The irony of course is that, the minute a “craft” brewery is purchased by a huge, industrial-lager-churning macrobrewery, it ceases to be a valuable asset because it loses precisely what it made it valuable in the first place. That is to say, the value of craft beer–the secret to its growing market share–likely lies within its inherent smallness.
More than simply interesting-tasting beer, craft beer offers a sort of philosophical opposition to macro-beer. One needn’t look far (see: this blog) to see that craft beer nerds often align themselves with craft brands not just because they tend to make more interesting beer, but also out of a sense of loyalty to an ideal. Craft beer appeals to people who choose to see the world as a struggle between big corporations and hard-working, “authentic,” or smaller businesses. Craft beer thus has a built-in narrative of “us vs them,” “David vs Goliath”–it is the crafty “other” option for any consumers who care at all about who makes their beer, where it comes from, and what goes into it. Craft beer then has something I’ll call “philosophical currency.”
Highly intangible, philosophical currency trumps logic. Many people will forgo the cheaper version of something or will sidestep the more convenient option out of a sense of loyalty to the philosophy (be it real or just perceived) behind their favourite products. In the case of beer, fans of craft beer will skip the far more cost effective 2-4s of beer in favour of $13+ bottles of specialty beers and they’ll often walk past their local liquor store to buy their beer directly from the folks who make it a block or two further up the road. The value of philosophical currency thus defies many of the marketing principles that big beer executives likely recite each night before they seal their cryogenic champers and/or have had tattooed on their chests since business school.
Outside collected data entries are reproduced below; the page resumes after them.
//! Error types for the `domain` layer.
use std::error::Error as StdError;
use std::fmt;

/// Top-level domain error type.
/// Errors in the domain layer are modeled as a tree with `domain::error::Error`
/// as the root, holding a tree of `error_kind` enums for the failures that can
/// happen here or in lower layers. The `source` field keeps the original error.
/// Lower layers (`channel`, `reqwest`) are translated at this boundary so that
/// the binary only ever depends on domain error kinds.
#[derive(Debug)]
pub struct Error {
    pub source: Option<Box<dyn StdError + Send + Sync>>,
    pub error_kind: DomainErrorKind,
}

/// Enum representing the major categories of errors that can occur in the `domain` layer.
#[derive(Debug, PartialEq)]
pub enum DomainErrorKind {
    /// A refresh of the tracked ticket failed. The last good snapshot is kept.
    Pull(PullErrorKind),
    /// Push channel failure that surfaced outside the reconnection supervisor.
    Channel,
    Internal(InternalErrorKind),
}

#[derive(Debug, PartialEq)]
pub enum PullErrorKind {
    /// The request never produced a response (DNS, refused, timeout).
    Network,
    /// The server answered with a non-success status.
    Status(u16),
    /// The response body did not match the ticket contract.
    Decode,
}

#[derive(Debug, PartialEq)]
pub enum InternalErrorKind {
    Config,
    /// The tracker or monitor task is no longer running.
    TaskStopped,
    Other(String),
}

impl Error {
    pub fn is_pull(&self) -> bool {
        matches!(self.error_kind, DomainErrorKind::Pull(_))
    }
}

impl fmt::Display for Error {
    fn fmt(&self, f: &mut fmt::Formatter) -> fmt::Result {
        write!(f, "Domain Error: {:?}", self.error_kind)?;
        if let Some(source) = &self.source {
            write!(f, " ({source})")?;
        }
        Ok(())
    }
}

impl StdError for Error {
    fn source(&self) -> Option<&(dyn StdError + 'static)> {
        self.source
            .as_ref()
            .map(|e| e.as_ref() as &(dyn StdError + 'static))
    }
}

impl From<reqwest::Error> for Error {
    fn from(err: reqwest::Error) -> Self {
        // Errors that result from issues building the reqwest::Client instance. This
        // type of error will occur prior to any network calls being made.
        let error_kind = if err.is_builder() {
            DomainErrorKind::Internal(InternalErrorKind::Other(
                "Failed to build reqwest client".to_string(),
            ))
        } else if err.is_decode() {
            DomainErrorKind::Pull(PullErrorKind::Decode)
        } else if let Some(status) = err.status() {
            DomainErrorKind::Pull(PullErrorKind::Status(status.as_u16()))
        } else {
            DomainErrorKind::Pull(PullErrorKind::Network)
        };

        Error {
            source: Some(Box::new(err)),
            error_kind,
        }
    }
}

impl From<serde_json::Error> for Error {
    fn from(err: serde_json::Error) -> Self {
        Error {
            source: Some(Box::new(err)),
            error_kind: DomainErrorKind::Pull(PullErrorKind::Decode),
        }
    }
}

// Channel errors that reach the domain layer are never retried here; the
// supervisor already owns recovery for them.
impl From<channel::Error> for Error {
    fn from(err: channel::Error) -> Self {
        Error {
            source: Some(Box::new(err)),
            error_kind: DomainErrorKind::Channel,
        }
    }
}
And so when big beer tries to cash in on those sexy and growing craft-beer market-share numbers that they read about, their efforts are fatally flawed by design. Big beer can’t truthfully co-opt craft beer’s philosophical currency because the very act of buying a craft brewery (or inventing a pseudo-craft beer) confounds the very narrative that makes craft beer valuable: “It’s small. It’s local. It’s quirky. It’s people just like us making beer in the community.” Yes, virtually all the working definitions of “craft” are vague, but if you can trace the hierarchy of your business up to a place where Carlos Brito sits–presumably atop a purple panther that subsists on the dreams of entrepreneurs–few consumers will be willing to agree that you are still a craft brewery.
And so big beer’s efforts to capitalize on craft beer’s growing popularity will fail.
Despite what Labatt’s Shock Top marketing team might think, consumers actually aren’t that easily duped. When your target market seeks authenticity and independence, it’s virtually impossible to fake it and a craft brewery that is now owned by a huge, profit-driven conglomerate will by definition lose its philosophical currency.
With no more philosophical currency behind these brands, they’ll soon lose the thing that made them valuable. And when AB InBev or Molson-Coors, or whomever–who are nothing if not shrewdly aware of the value of things–sees that the craft brands they’ve purchased are being devalued, it’s a pretty safe bet they’ll change strategies and, eventually, these “buy outs” will become a thing of the past.
So we needn’t be scared of them. We actually ought to be scared about what they’re going to try next.